(AP via AAP Photo/Ezra Shaw, Pool)
Young Olympic rower James McRae hails from the Australian town of Muray Bridge in South Australia, a town with a rich Olympic legacy.
The story of Australia's 1924 Olympic rowers lives on in a new film about their feats and in a young rower following in their wake.
'The Cods' as they were known, represented Austrlaia in the Paris 1924 Olympic Games in the men's eights. They were a crew made up of war veterans and working class labourers and their story was largely fogotten for decades.
A new documentary called 'Paris or the Bush' premiered earlier this year and tells the story of the Cods and their rise to fame from humble beginnings.
A big event for the town of Murray Bridge, McRae continues the legacy.

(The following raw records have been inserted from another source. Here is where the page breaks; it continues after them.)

//! Runs a single episode of a [`ParallelEnv`] with a [`Policy`].
//!
//! An episode goes as follows:
//!
//! 1. Reset the environment. Every agent present at reset, i.e., with an
//!    initial observation or in [`ParallelEnv::agents`], starts with a
//!    cumulative reward of zero.
//! 2. Query the live agents. The episode ends if none is left or `max_steps`
//!    steps were executed.
//! 3. Ask the policy for an action of every live agent, given its latest
//!    observation and its action space, and apply them in one
//!    [`ParallelEnv::step`] call.
//! 4. Add the returned rewards of the agents that acted to their totals.
//! 5. The episode ends if every agent that acted is terminated, or every one
//!    is truncated. An agent absent from the returned flags counts as finished
//!    when it is no longer live.
//! 6. Back to 2.
//!
//! The environment is closed on every exit path. Errors of the environment are
//! propagated as they are; the driver neither validates actions nor retries.
mod config;
pub use config::DriverConfig;

use crate::{
    error::HarvestError,
    record::{NullRecorder, Record, RecordValue, Recorder},
    AgentMap, ParallelEnv, Policy,
};
use anyhow::Result;
use chrono::Local;
use log::{debug, info, warn};
use std::fmt::{self, Display};

/// Reason an episode ended.
#[derive(Debug, Clone, Copy, PartialEq, Eq)]
pub enum EpisodeEnd {
    /// Every agent that acted in the last step was terminated.
    Terminated,

    /// Every agent that acted in the last step was truncated.
    Truncated,

    /// No live agent was left without an all-terminated or all-truncated step.
    AgentsExhausted,

    /// The episode reached the maximum number of steps.
    StepLimit,
}

impl Display for EpisodeEnd {
    fn fmt(&self, f: &mut fmt::Formatter<'_>) -> fmt::Result {
        let s = match self {
            Self::Terminated => "terminated",
            Self::Truncated => "truncated",
            Self::AgentsExhausted => "agents exhausted",
            Self::StepLimit => "step limit",
        };
        write!(f, "{}", s)
    }
}

/// Result of an episode.
#[derive(Debug, Clone, PartialEq)]
pub struct Episode<A: Ord> {
    /// Cumulative reward of every agent that took part in the episode.
    pub total_rewards: AgentMap<A, f32>,

    /// Number of environment steps executed.
    pub steps: usize,

    /// Why the episode ended.
    pub end: EpisodeEnd,
}

impl<A: Ord> Episode<A> {
    /// Sum of the cumulative rewards over agents.
    pub fn total_reward(&self) -> f32 {
        self.total_rewards.values().sum()
    }
}

/// Runs episodes as configured by [`DriverConfig`].
#[derive(Debug, Clone)]
pub struct EpisodeDriver {
    config: DriverConfig,
}

impl EpisodeDriver {
    /// Constructs the driver.
    pub fn new(config: DriverConfig) -> Self {
        Self { config }
    }

    /// The configuration.
    pub fn config(&self) -> &DriverConfig {
        &self.config
    }

    /// Runs an episode and closes `env`.
    pub fn run<E, P>(&self, env: &mut E, policy: &mut P) -> Result<Episode<E::AgentId>>
    where
        E: ParallelEnv,
        P: Policy<E>,
    {
        self.run_with_recorder(env, policy, &mut NullRecorder::new())
    }

    /// Runs an episode, writes a record per step to `recorder` and closes `env`.
    ///
    /// Each record has the step index `step`, the reward of every agent that
    /// acted as `reward/<agent>`, the number of live agents after the step as
    /// `active_agents`, the wall-clock time as `time`, and the record returned
    /// by the environment.
    pub fn run_with_recorder<E, P, R>(
        &self,
        env: &mut E,
        policy: &mut P,
        recorder: &mut R,
    ) -> Result<Episode<E::AgentId>>
    where
        E: ParallelEnv,
        P: Policy<E>,
        R: Recorder + ?Sized,
    {
        let result = self.episode(env, policy, recorder);
        let closed = env.close();

        match (result, closed) {
            (Ok(episode), Ok(())) => {
                info!(
                    "Episode ended ({}) after {} steps, total rewards: {}",
                    episode.end,
                    episode.steps,
                    fmt_rewards(&episode.total_rewards)
                );
                Ok(episode)
            }
            (Ok(_), Err(e)) => Err(e),
            (Err(e), Ok(())) => Err(e),
            (Err(e), Err(e_close)) => {
                warn!("Failed to close the environment: {}", e_close);
                Err(e)
            }
        }
    }

    fn episode<E, P, R>(
        &self,
        env: &mut E,
        policy: &mut P,
        recorder: &mut R,
    ) -> Result<Episode<E::AgentId>>
    where
        E: ParallelEnv,
        P: Policy<E>,
        R: Recorder + ?Sized,
    {
        let max_steps = self.config.max_steps;
        if max_steps == 0 {
            return Err(HarvestError::InvalidMaxSteps.into());
        }

        let mut obs = env.reset()?;
        let mut total_rewards: AgentMap<E::AgentId, f32> = obs
            .keys()
            .cloned()
            .chain(env.agents())
            .map(|agent| (agent, 0.0))
            .collect();
        let mut steps = 0;

        let end = loop {
            let agents = env.agents();
            if agents.is_empty() {
                break EpisodeEnd::AgentsExhausted;
            }
            if steps >= max_steps {
                break EpisodeEnd::StepLimit;
            }

            let mut actions = AgentMap::new();
            for agent in agents.into_iter() {
                let act = policy.sample(&agent, obs.get(&agent), env.action_space(&agent)?);
                actions.insert(agent, act);
            }
            debug!("Step {}: actions {:?}", steps + 1, actions);

            let (step, env_record) = env.step(&actions)?;
            steps += 1;

            let mut record = Record::from_scalar("step", steps as f32);
            for (agent, r) in step.rewards.iter() {
                if actions.contains_key(agent) {
                    *total_rewards.entry(agent.clone()).or_insert(0.0) += *r;
                    record.insert(format!("reward/{}", agent), RecordValue::Scalar(*r));
                } else {
                    warn!("Ignore reward {} of agent {}, which did not act", r, agent);
                }
            }

            let active = env.agents();
            record.insert("active_agents", RecordValue::Scalar(active.len() as f32));
            record.insert("time", RecordValue::DateTime(Local::now()));
            recorder.write(env_record.merge(record));

            let log_interval = self.config.log_interval;
            if log_interval > 0 && steps % log_interval == 0 {
                info!(
                    "Step {}: {} active agents, total rewards: {}",
                    steps,
                    active.len(),
                    fmt_rewards(&total_rewards)
                );
            }

            // Missing flags fall back to the live set.
            let all_finished = |flags: &AgentMap<E::AgentId, bool>| {
                actions.keys().all(|agent| match flags.get(agent) {
                    Some(flag) => *flag,
                    None => !active.contains(agent),
                })
            };
            let terminated = all_finished(&step.terminations);
            let truncated = all_finished(&step.truncations);

            obs.extend(step.obs);

            if terminated {
                break EpisodeEnd::Terminated;
            }
            if truncated {
                break EpisodeEnd::Truncated;
            }
        };

        Ok(Episode {
            total_rewards,
            steps,
            end,
        })
    }
}

/// Runs an episode of at most `max_steps` steps and closes `env`.
///
/// See the [module documentation](self) for the procedure.
pub fn run_episode<E, P>(env: &mut E, policy: &mut P, max_steps: usize) -> Result<Episode<E::AgentId>>
where
    E: ParallelEnv,
    P: Policy<E>,
{
    EpisodeDriver::new(DriverConfig::default().max_steps(max_steps)).run(env, policy)
}

/// Same as [`run_episode`], writing a record per step to `recorder`.
pub fn run_episode_with_recorder<E, P, R>(
    env: &mut E,
    policy: &mut P,
    max_steps: usize,
    recorder: &mut R,
) -> Result<Episode<E::AgentId>>
where
    E: ParallelEnv,
    P: Policy<E>,
    R: Recorder + ?Sized,
{
    EpisodeDriver::new(DriverConfig::default().max_steps(max_steps))
        .run_with_recorder(env, policy, recorder)
}

fn fmt_rewards<A: Display>(rewards: &AgentMap<A, f32>) -> String {
    rewards
        .iter()
        .map(|(agent, r)| format!("{}={}", agent, r))
        .collect::<Vec<_>>()
        .join(", ")
}
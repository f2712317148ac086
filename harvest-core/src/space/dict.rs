use super::{AnySpace, Space, SpaceSummary, SpaceValue};
use crate::error::HarvestError;
use rand::Rng;
use serde::{Deserialize, Serialize};
use std::{collections::BTreeMap, fmt};

/// Named sub-spaces.
///
/// Melting Pot observations are dictionaries (e.g., `RGB`, `READY_TO_SHOOT`),
/// and some substrates split actions into named components as well.
#[derive(Debug, Clone, PartialEq, Serialize, Deserialize)]
pub struct DictSpace {
    /// Sub-spaces, ordered by name.
    pub spaces: BTreeMap<String, AnySpace>,
}

impl DictSpace {
    /// Constructs the space from `(name, space)` pairs.
    pub fn new<K: Into<String>>(
        spaces: impl IntoIterator<Item = (K, AnySpace)>,
    ) -> Result<Self, HarvestError> {
        let space = Self {
            spaces: spaces.into_iter().map(|(k, v)| (k.into(), v)).collect(),
        };
        space.validate()?;
        Ok(space)
    }

    /// Returns the sub-space of the given name.
    pub fn get(&self, name: &str) -> Option<&AnySpace> {
        self.spaces.get(name)
    }

    /// Validates every sub-space.
    pub fn validate(&self) -> Result<(), HarvestError> {
        for (name, space) in self.spaces.iter() {
            space.validate().map_err(|e| match e {
                HarvestError::InvalidSpace(msg) => {
                    HarvestError::InvalidSpace(format!("'{}': {}", name, msg))
                }
                e => e,
            })?;
        }
        Ok(())
    }
}

impl Space for DictSpace {
    type Sample = BTreeMap<String, SpaceValue>;

    fn sample<R: Rng + ?Sized>(&self, rng: &mut R) -> Self::Sample {
        self.spaces
            .iter()
            .map(|(k, space)| (k.clone(), space.sample(rng)))
            .collect()
    }

    fn contains(&self, value: &Self::Sample) -> bool {
        value.len() == self.spaces.len()
            && self
                .spaces
                .iter()
                .all(|(k, space)| value.get(k).map_or(false, |v| space.contains(v)))
    }

    fn shape(&self) -> Vec<usize> {
        vec![]
    }

    fn summary(&self) -> SpaceSummary {
        SpaceSummary::Dict(
            self.spaces
                .iter()
                .map(|(k, space)| (k.clone(), space.summary()))
                .collect(),
        )
    }
}

impl fmt::Display for DictSpace {
    fn fmt(&self, f: &mut fmt::Formatter<'_>) -> fmt::Result {
        let items: Vec<String> = self
            .spaces
            .iter()
            .map(|(k, space)| format!("'{}': {}", k, space))
            .collect();
        write!(f, "Dict({})", items.join(", "))
    }
}
#![warn(missing_docs)]
//! Core components for running multi-agent episodes.
//!
//! The main entities of the library are a multi-agent environment
//! ([`ParallelEnv`]), a per-agent [`Policy`] and the episode driver
//! ([`driver::EpisodeDriver`]), which lets every live agent act through the
//! policy until the episode ends.
//!
//! ```rust
//! use harvest_core::{
//!     driver::{run_episode, EpisodeEnd},
//!     scripted::{ScriptedAgentConfig, ScriptedEnv, ScriptedEnvConfig},
//!     ParallelEnv, RandomPolicy,
//! };
//!
//! let config = ScriptedEnvConfig::default()
//!     .agent(ScriptedAgentConfig::new("player_0").reward(1.0).terminate_at(5))
//!     .agent(ScriptedAgentConfig::new("player_1").terminate_at(5));
//! let mut env = ScriptedEnv::build(&config, 42).unwrap();
//! let mut policy = RandomPolicy::new(42);
//!
//! let episode = run_episode(&mut env, &mut policy, 100).unwrap();
//! assert_eq!(episode.steps, 5);
//! assert_eq!(episode.end, EpisodeEnd::Terminated);
//! assert_eq!(episode.total_rewards["player_0"], 5.0);
//! ```
pub mod driver;
pub mod error;
pub mod inspect;
pub mod record;
pub mod scripted;
pub mod space;

mod base;
pub use base::{AgentMap, Info, ParallelEnv, Policy, RandomPolicy, Step};

mod evaluator;
pub use evaluator::{DefaultEvaluator, Evaluator};

mod max_cycles;
pub use max_cycles::{MaxCycles, MaxCyclesConfig};
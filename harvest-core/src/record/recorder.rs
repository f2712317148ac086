use super::Record;

/// Writes records to an output destination.
pub trait Recorder {
    /// Writes a record.
    fn write(&mut self, record: Record);
}
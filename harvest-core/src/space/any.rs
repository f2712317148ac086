use super::{BoxSpace, DictSpace, Discrete, MultiDiscrete, Space, SpaceSummary};
use crate::error::HarvestError;
use ndarray::ArrayD;
use rand::Rng;
use serde::{Deserialize, Serialize};
use std::{collections::BTreeMap, fmt};

/// Any of the concrete spaces.
///
/// In YAML, the variant is selected by the `type` key
/// (`discrete`, `box`, `multi_discrete` or `dict`).
#[derive(Debug, Clone, PartialEq, Serialize, Deserialize)]
#[serde(tag = "type", rename_all = "snake_case")]
pub enum AnySpace {
    /// See [`Discrete`].
    Discrete(Discrete),

    /// See [`BoxSpace`].
    Box(BoxSpace),

    /// See [`MultiDiscrete`].
    MultiDiscrete(MultiDiscrete),

    /// See [`DictSpace`].
    Dict(DictSpace),
}

/// An element of an [`AnySpace`].
#[derive(Debug, Clone, PartialEq)]
pub enum SpaceValue {
    /// Element of [`Discrete`].
    Discrete(i64),

    /// Element of [`BoxSpace`].
    Box(ArrayD<f32>),

    /// Element of [`MultiDiscrete`].
    MultiDiscrete(Vec<usize>),

    /// Element of [`DictSpace`].
    Dict(BTreeMap<String, SpaceValue>),
}

impl AnySpace {
    /// Checks the wrapped space. Deserialized spaces are not checked otherwise.
    pub fn validate(&self) -> Result<(), HarvestError> {
        match self {
            Self::Discrete(s) => s.validate(),
            Self::Box(s) => s.validate(),
            Self::MultiDiscrete(s) => s.validate(),
            Self::Dict(s) => s.validate(),
        }
    }
}

impl Space for AnySpace {
    type Sample = SpaceValue;

    fn sample<R: Rng + ?Sized>(&self, rng: &mut R) -> SpaceValue {
        match self {
            Self::Discrete(s) => SpaceValue::Discrete(s.sample(rng)),
            Self::Box(s) => SpaceValue::Box(s.sample(rng)),
            Self::MultiDiscrete(s) => SpaceValue::MultiDiscrete(s.sample(rng)),
            Self::Dict(s) => SpaceValue::Dict(s.sample(rng)),
        }
    }

    fn contains(&self, value: &SpaceValue) -> bool {
        match (self, value) {
            (Self::Discrete(s), SpaceValue::Discrete(v)) => s.contains(v),
            (Self::Box(s), SpaceValue::Box(v)) => s.contains(v),
            (Self::MultiDiscrete(s), SpaceValue::MultiDiscrete(v)) => s.contains(v),
            (Self::Dict(s), SpaceValue::Dict(v)) => s.contains(v),
            _ => false,
        }
    }

    fn shape(&self) -> Vec<usize> {
        match self {
            Self::Discrete(s) => s.shape(),
            Self::Box(s) => s.shape(),
            Self::MultiDiscrete(s) => s.shape(),
            Self::Dict(s) => s.shape(),
        }
    }

    fn summary(&self) -> SpaceSummary {
        match self {
            Self::Discrete(s) => s.summary(),
            Self::Box(s) => s.summary(),
            Self::MultiDiscrete(s) => s.summary(),
            Self::Dict(s) => s.summary(),
        }
    }
}

impl fmt::Display for AnySpace {
    fn fmt(&self, f: &mut fmt::Formatter<'_>) -> fmt::Result {
        match self {
            Self::Discrete(s) => fmt::Display::fmt(s, f),
            Self::Box(s) => fmt::Display::fmt(s, f),
            Self::MultiDiscrete(s) => fmt::Display::fmt(s, f),
            Self::Dict(s) => fmt::Display::fmt(s, f),
        }
    }
}

impl From<Discrete> for AnySpace {
    fn from(space: Discrete) -> Self {
        Self::Discrete(space)
    }
}

impl From<BoxSpace> for AnySpace {
    fn from(space: BoxSpace) -> Self {
        Self::Box(space)
    }
}

impl From<MultiDiscrete> for AnySpace {
    fn from(space: MultiDiscrete) -> Self {
        Self::MultiDiscrete(space)
    }
}

impl From<DictSpace> for AnySpace {
    fn from(space: DictSpace) -> Self {
        Self::Dict(space)
    }
}

impl fmt::Display for SpaceValue {
    fn fmt(&self, f: &mut fmt::Formatter<'_>) -> fmt::Result {
        match self {
            Self::Discrete(v) => write!(f, "{}", v),
            Self::Box(v) => write!(f, "{:?}", v.iter().collect::<Vec<_>>()),
            Self::MultiDiscrete(v) => write!(f, "{:?}", v),
            Self::Dict(v) => {
                let items: Vec<String> = v.iter().map(|(k, v)| format!("'{}': {}", k, v)).collect();
                write!(f, "{{{}}}", items.join(", "))
            }
        }
    }
}
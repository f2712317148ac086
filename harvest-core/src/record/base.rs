//! Record and its values.
use crate::error::HarvestError;
use chrono::prelude::{DateTime, Local};
use std::collections::HashMap;

/// A value stored in a [`Record`].
#[derive(Debug, Clone, PartialEq)]
pub enum RecordValue {
    /// A single value, e.g., the reward of an agent at a step.
    Scalar(f32),

    /// A timestamp, e.g., the wall-clock time of a step.
    DateTime(DateTime<Local>),

    /// Text, e.g., the description of an action.
    String(String),
}

/// Key-value pairs recorded at a step or at the end of an episode.
#[derive(Debug, Clone, Default)]
pub struct Record(HashMap<String, RecordValue>);

impl Record {
    /// Creates an empty record.
    pub fn empty() -> Self {
        Self(HashMap::new())
    }

    /// Creates a record holding a single scalar.
    pub fn from_scalar(name: impl Into<String>, value: f32) -> Self {
        Self(HashMap::from([(name.into(), RecordValue::Scalar(value))]))
    }

    /// Creates a record from key-value pairs.
    pub fn from_slice<K: Into<String> + Clone>(s: &[(K, RecordValue)]) -> Self {
        Self(
            s.iter()
                .map(|(k, v)| (k.clone().into(), v.clone()))
                .collect(),
        )
    }

    /// Inserts a key-value pair, overwriting an existing value.
    pub fn insert(&mut self, k: impl Into<String>, v: RecordValue) {
        self.0.insert(k.into(), v);
    }

    /// Returns the value of the given key.
    pub fn get(&self, k: &str) -> Option<&RecordValue> {
        self.0.get(k)
    }

    /// Merges two records. Values of `record` win on key collisions.
    pub fn merge(self, record: Record) -> Self {
        Record(self.0.into_iter().chain(record.0).collect())
    }

    /// Returns the scalar of the given key.
    pub fn get_scalar(&self, k: &str) -> Result<f32, HarvestError> {
        match self.0.get(k) {
            Some(RecordValue::Scalar(v)) => Ok(*v),
            Some(_) => Err(HarvestError::RecordValueTypeError("Scalar".to_string())),
            None => Err(HarvestError::RecordKeyError(k.to_string())),
        }
    }

    /// Returns the string of the given key.
    pub fn get_string(&self, k: &str) -> Result<String, HarvestError> {
        match self.0.get(k) {
            Some(RecordValue::String(s)) => Ok(s.clone()),
            Some(_) => Err(HarvestError::RecordValueTypeError("String".to_string())),
            None => Err(HarvestError::RecordKeyError(k.to_string())),
        }
    }

    /// Returns `true` if the record has no entries.
    pub fn is_empty(&self) -> bool {
        self.0.is_empty()
    }

    /// Returns the number of entries.
    pub fn len(&self) -> usize {
        self.0.len()
    }
}
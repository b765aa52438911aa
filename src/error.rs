//! Unified error types for Brigade

use crate::hwaddr::HwAddr;
use std::io;
use std::path::PathBuf;
use thiserror::Error;

/// Main error type for Brigade operations
#[derive(Error, Debug)]
pub enum Error {
    // IO errors
    #[error("IO error: {0}")]
    Io(#[from] io::Error),

    // Config errors
    #[error("Failed to read config file '{path}': {source}")]
    ConfigRead { path: PathBuf, source: io::Error },

    #[error("Failed to parse config: {0}")]
    ConfigParse(#[from] toml::de::Error),

    #[error("Config validation failed: {0}")]
    ConfigValidation(String),

    // Address errors
    #[error("Invalid hardware address '{0}'")]
    AddressParse(String),

    #[error("Address {0} is not a valid unicast hardware address")]
    AddressUnavailable(HwAddr),

    // Attach/detach errors
    #[error("Interface '{0}' is not registered")]
    InvalidInterface(String),

    #[error("Refusing to enslave bridge interface '{0}' to a bridge")]
    WouldLoop(String),

    #[error("Failed to allocate port record for interface '{0}'")]
    OutOfMemory(String),

    #[error("Interface '{0}' is not a port of this bridge")]
    NotAPort(String),

    #[error("Interface '{iface}' is already a port of bridge {bridge}")]
    AlreadyBridged { iface: String, bridge: usize },

    // Device lifecycle errors
    #[error("Bridge interface '{0}' is not fully registered")]
    NotReady(String),

    #[error("Failed to register interface '{name}': {reason}")]
    RegistrationFailed { name: String, reason: String },

    #[error("Failed to link '{slave}' under '{master}': {reason}")]
    LinkageFailed {
        slave: String,
        master: String,
        reason: String,
    },

    // Registry errors
    #[error("No bridge named '{0}'")]
    UnknownBridge(String),
}

/// Result type alias for Brigade operations
pub type Result<T> = std::result::Result<T, Error>;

The Rio games are not the young rower's first, he was part of the men's quad crew which won bronze in London and also competed in Beijing.
He claimed gold at the 2011 World Rowing Championship and last month captained his quad crew to gold in the Rowing World Cup at Lucerne in Switzerland, placing them in good standing for Rio.
His mother Chris McRae is president of the Murray Bridge Rowing Club, where the legacy of the Cods lives on.
"There have been lots of theories about why they were so successful," she told ABC News.
"They could walk down from work, jump in a boat, go out and have a row, chase down the river boats - which they used to do for training."